PREMI PER LE MULTE – Per quanto riguarda il personale inquadrato nelle aree gestionali e amministrativa, gli obiettivi del piano sono “la riconversione verso attività dirette di supporto all’esercizio di almeno 400 lavoratori a tempo pieno e l’incremento strutturale di 100 risorse da impiegare a tempo pieno nelle attività di operatore qualificato della mobilità con mansioni di addetto alla verifica dei titoli di viaggio”, ovvero i controllori. In merito alle azioni di contrasto all’evasione tariffaria, Atac propone che “tutto il personale nominato che ha effettuato il corso di formazione comincerà le attività di verifica con una frequenza di 4 giorni al mese. A fronte di tale attività, sarà corrisposta un’indennità di 7 euro al giorno, oltre alla premialità di 2,5 euro per ogni multa effettivamente incassata entro 5 giorni”. Previsto anche il potenziamento della manutenzione “con turni su 24 ore, sette giorni su sette, e prestazioni da 8 ore ciascuno (comprensive di un’ora di straordinario settimanale legata al turno)”.

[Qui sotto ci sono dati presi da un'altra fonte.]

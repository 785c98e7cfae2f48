use std::future::Future;
use std::pin::Pin;
use std::time::Duration;

use serde::{Deserialize, Serialize};

use super::{DecodeParams, ModelError, SummaryBackend};

const DEFAULT_BASE_URL: &str = "https://api.openai.com";

const SYSTEM_PROMPT: &str =
    "You are a scientific summarizer. Reply with only the summary of the provided text, \
     no preamble and no commentary.";

/// Backend for any OpenAI-compatible chat-completions server (OpenAI
/// itself, vLLM, llama.cpp server, LocalAI, ...).
///
/// Temperature is pinned to 0.0 so decoding stays deterministic; the
/// length bounds are expressed as `max_tokens` plus an instruction, since
/// the chat API has no hard minimum-length knob.
pub struct OpenAiCompatible {
    model: String,
    base_url: String,
    api_key: Option<String>,
}

impl OpenAiCompatible {
    pub fn new(model: &str, api_key: Option<String>) -> Self {
        Self {
            model: model.to_string(),
            base_url: DEFAULT_BASE_URL.to_string(),
            api_key,
        }
    }

    pub fn with_base_url(mut self, base_url: &str) -> Self {
        self.base_url = base_url.trim_end_matches('/').to_string();
        self
    }
}

#[derive(Serialize)]
struct ChatRequest<'a> {
    model: &'a str,
    messages: Vec<ChatMessage<'a>>,
    temperature: f32,
    max_tokens: u32,
}

#[derive(Serialize)]
struct ChatMessage<'a> {
    role: &'static str,
    content: &'a str,
}

#[derive(Deserialize)]
struct ChatResponse {
    choices: Vec<ChatChoice>,
}

#[derive(Deserialize)]
struct ChatChoice {
    message: ChatChoiceMessage,
}

#[derive(Deserialize)]
struct ChatChoiceMessage {
    content: String,
}

impl SummaryBackend for OpenAiCompatible {
    fn name(&self) -> &str {
        "OpenAI-compatible"
    }

    fn summarize<'a>(
        &'a self,
        text: &'a str,
        params: &'a DecodeParams,
        client: &'a reqwest::Client,
        timeout: Duration,
    ) -> Pin<Box<dyn Future<Output = Result<String, ModelError>> + Send + 'a>> {
        Box::pin(async move {
            if text.trim().is_empty() {
                return Err(ModelError::EmptyInput);
            }

            let url = format!("{}/v1/chat/completions", self.base_url);
            let user_prompt = format!(
                "Summarize the following text in roughly {} to {} tokens:\n\n{}",
                params.min_length, params.max_length, text
            );
            let body = ChatRequest {
                model: &self.model,
                messages: vec![
                    ChatMessage {
                        role: "system",
                        content: SYSTEM_PROMPT,
                    },
                    ChatMessage {
                        role: "user",
                        content: &user_prompt,
                    },
                ],
                temperature: 0.0,
                max_tokens: params.max_length,
            };

            let mut request = client.post(&url).timeout(timeout).json(&body);
            if let Some(key) = &self.api_key {
                request = request.bearer_auth(key);
            }

            let resp = request.send().await?;
            let status = resp.status();
            if !status.is_success() {
                let message = resp.text().await.unwrap_or_default();
                return Err(ModelError::Api {
                    status: status.as_u16(),
                    message,
                });
            }

            let payload = resp.text().await?;
            let parsed: ChatResponse = serde_json::from_str(&payload)
                .map_err(|e| ModelError::MalformedResponse(e.to_string()))?;

            parsed
                .choices
                .into_iter()
                .next()
                .map(|c| c.message.content.trim().to_string())
                .ok_or_else(|| ModelError::MalformedResponse("no choices in response".to_string()))
        })
    }
}

#[cfg(test)]
mod tests {
    use super::*;

    #[test]
    fn base_url_override_drops_trailing_slash() {
        let backend =
            OpenAiCompatible::new("gpt-4o-mini", None).with_base_url("http://localhost:11434/");
        assert_eq!(backend.base_url, "http://localhost:11434");
    }

    #[tokio::test]
    async fn empty_input_is_rejected_before_any_request() {
        let backend = OpenAiCompatible::new("gpt-4o-mini", None);
        let client = reqwest::Client::new();
        let err = backend
            .summarize("", &DecodeParams::default(), &client, Duration::from_secs(1))
            .await
            .unwrap_err();
        assert!(matches!(err, ModelError::EmptyInput));
    }
}
use thiserror::Error;

pub mod backend;
pub mod config_file;
pub mod model;
pub mod pipeline;

// Re-export for convenience
pub use backend::{ExtractionError, PdfBackend};
pub use model::{
    DecodeParams, ModelError, ModelSettings, ProviderKind, SummaryBackend, build_backend,
};
pub use papergist_text::{SectionConfig, SectionKind, Sections};
pub use pipeline::{PipelineError, summarize_document};

/// How a document is fed to the model.
#[derive(Debug, Clone, Copy, PartialEq, Eq, Default)]
pub enum SummaryMode {
    /// Clean the whole document, chunk it, summarize chunk by chunk.
    #[default]
    Flat,
    /// Carve the document into labeled sections first and summarize each.
    Sectioned,
}

impl SummaryMode {
    pub fn parse(s: &str) -> Result<Self, ConfigError> {
        match s.trim().to_ascii_lowercase().as_str() {
            "flat" => Ok(SummaryMode::Flat),
            "sectioned" | "sections" => Ok(SummaryMode::Sectioned),
            other => Err(ConfigError::UnknownMode(other.to_string())),
        }
    }

    pub fn label(&self) -> &'static str {
        match self {
            SummaryMode::Flat => "flat",
            SummaryMode::Sectioned => "sectioned",
        }
    }
}

#[derive(Error, Debug)]
pub enum ConfigError {
    #[error("chunk size must be positive")]
    InvalidChunkSize,
    #[error("summary length bounds are inverted (min {min} >= max {max})")]
    InvalidLengthBounds { min: u32, max: u32 },
    #[error(transparent)]
    Pattern(#[from] papergist_text::PatternError),
    #[error("unknown model provider: {0}")]
    UnknownProvider(String),
    #[error("unknown summary mode: {0}")]
    UnknownMode(String),
}

/// Runtime configuration for the summarization pipeline.
///
/// Built once at startup (flags > env > config file > defaults) and passed
/// by reference into [`summarize_document`]; nothing in here changes per
/// request.
#[derive(Debug, Clone)]
pub struct Config {
    pub mode: SummaryMode,
    /// Chunk budget in characters of sentence text.
    pub max_chunk_size: usize,
    pub decode: DecodeParams,
    /// Per-model-call HTTP timeout.
    pub model_timeout_secs: u64,
    pub sections: SectionConfig,
}

impl Default for Config {
    fn default() -> Self {
        Self {
            mode: SummaryMode::Flat,
            max_chunk_size: 500,
            decode: DecodeParams::default(),
            model_timeout_secs: 120,
            sections: SectionConfig::default(),
        }
    }
}

impl Config {
    pub fn validate(&self) -> Result<(), ConfigError> {
        if self.max_chunk_size == 0 {
            return Err(ConfigError::InvalidChunkSize);
        }
        if self.decode.min_length >= self.decode.max_length {
            return Err(ConfigError::InvalidLengthBounds {
                min: self.decode.min_length,
                max: self.decode.max_length,
            });
        }
        Ok(())
    }
}

/// Progress events emitted while a document is summarized.
///
/// Delivered through a caller-supplied callback; the CLI drives a progress
/// bar off them, the web handler ignores them.
#[derive(Debug, Clone)]
pub enum ProgressEvent {
    SectionStart { kind: SectionKind, chunks: usize },
    ChunkStart { index: usize, total: usize },
    ChunkDone { index: usize, total: usize },
}

#[cfg(test)]
mod tests {
    use super::*;

    #[test]
    fn default_config_is_valid() {
        assert!(Config::default().validate().is_ok());
    }

    #[test]
    fn zero_chunk_size_is_rejected() {
        let config = Config {
            max_chunk_size: 0,
            ..Config::default()
        };
        assert!(matches!(
            config.validate(),
            Err(ConfigError::InvalidChunkSize)
        ));
    }

    #[test]
    fn inverted_length_bounds_are_rejected() {
        let config = Config {
            decode: DecodeParams {
                max_length: 30,
                min_length: 130,
            },
            ..Config::default()
        };
        assert!(matches!(
            config.validate(),
            Err(ConfigError::InvalidLengthBounds { .. })
        ));
    }

    #[test]
    fn mode_parses_known_names_only() {
        assert_eq!(SummaryMode::parse("flat").unwrap(), SummaryMode::Flat);
        assert_eq!(
            SummaryMode::parse(" Sectioned ").unwrap(),
            SummaryMode::Sectioned
        );
        assert!(SummaryMode::parse("fancy").is_err());
    }
}
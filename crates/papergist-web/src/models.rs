use serde::Serialize;

/// Successful response: the assembled summary.
#[derive(Debug, Serialize)]
pub struct SummarizeResponse {
    pub summary: String,
}

/// Failure response: a single error string, whatever stage failed.
#[derive(Debug, Serialize)]
pub struct ErrorResponse {
    pub error: String,
}

impl ErrorResponse {
    pub fn new(error: impl Into<String>) -> Self {
        Self {
            error: error.into(),
        }
    }
}

#[derive(Debug, Serialize)]
pub struct HealthResponse {
    pub status: &'static str,
}
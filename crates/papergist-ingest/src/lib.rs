use std::path::Path;

use thiserror::Error;

// Re-export the backend seam for callers that bring their own extractor
pub use papergist_core::{ExtractionError, PdfBackend};

#[derive(Error, Debug)]
pub enum IngestError {
    #[error("extraction error: {0}")]
    Extraction(#[from] ExtractionError),
    #[error("failed to read {path}: {source}")]
    Io {
        path: String,
        source: std::io::Error,
    },
    #[cfg(not(feature = "pdf"))]
    #[error("PDF support not compiled in (enable the `pdf` feature of papergist-ingest)")]
    NoPdfSupport,
}

/// Extract the raw text of a document.
///
/// Dispatches on file extension:
/// - `.txt` / `.md` → read directly from disk
/// - anything else → PDF extraction (requires the `pdf` feature / mupdf)
///
/// Fails with [`ExtractionError::NoText`] when the file yields nothing
/// but whitespace.
pub fn extract_text(path: &Path) -> Result<String, IngestError> {
    let ext = path
        .extension()
        .and_then(|e| e.to_str())
        .unwrap_or("")
        .to_lowercase();

    let text = match ext.as_str() {
        "txt" | "md" => std::fs::read_to_string(path).map_err(|source| IngestError::Io {
            path: path.display().to_string(),
            source,
        })?,
        _ => extract_pdf(path)?,
    };

    if text.trim().is_empty() {
        tracing::warn!(path = %path.display(), "document yielded no text");
        return Err(ExtractionError::NoText.into());
    }
    Ok(text)
}

#[cfg(feature = "pdf")]
fn extract_pdf(path: &Path) -> Result<String, IngestError> {
    let backend = papergist_pdf_mupdf::MupdfBackend::default();
    Ok(backend.extract_text(path)?)
}

#[cfg(not(feature = "pdf"))]
fn extract_pdf(_path: &Path) -> Result<String, IngestError> {
    Err(IngestError::NoPdfSupport)
}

SINDACATI SUL PIEDE DI GUERRA – La situazione è piuttosto tesa. Il piano somiglia moltissimo a quello imposto inizialmente dalla gestione Improta nel 2015 e poi ammorbidito in seguito dalla cura Esposito-Rettighieri. In queste ore le parti sociali stanno verificando se ci sono margini di trattativa e su quali punti. Per venerdì 10 novembre è fissato uno sciopero dei sindacati di base “contro il concordato” che potrebbe essere molto partecipato. “Al momento – sottolinea Alessandro Fuligni, segretario regionale di Filt Cgil – questa ipotesi di accordo è irricevibile perché espone il personale di guida a turni massacranti, a fronte di materiali soggetti spesso a guasti. Stiamo cercando di capire se ci sono margini di trattativa e su quali punti i vertici sono disposti a venirci incontro”. Inoltre, l’azienda ci propone un aumento di produttività virtuale, che non può verificarsi perché non sono previsti gli investimenti necessari. Tradotto, non posso guidare di più se non ho i treni a disposizione. Dunque, la crescita prospettata non si può verificare. E non si può pensare che un giudice non se ne accorga”.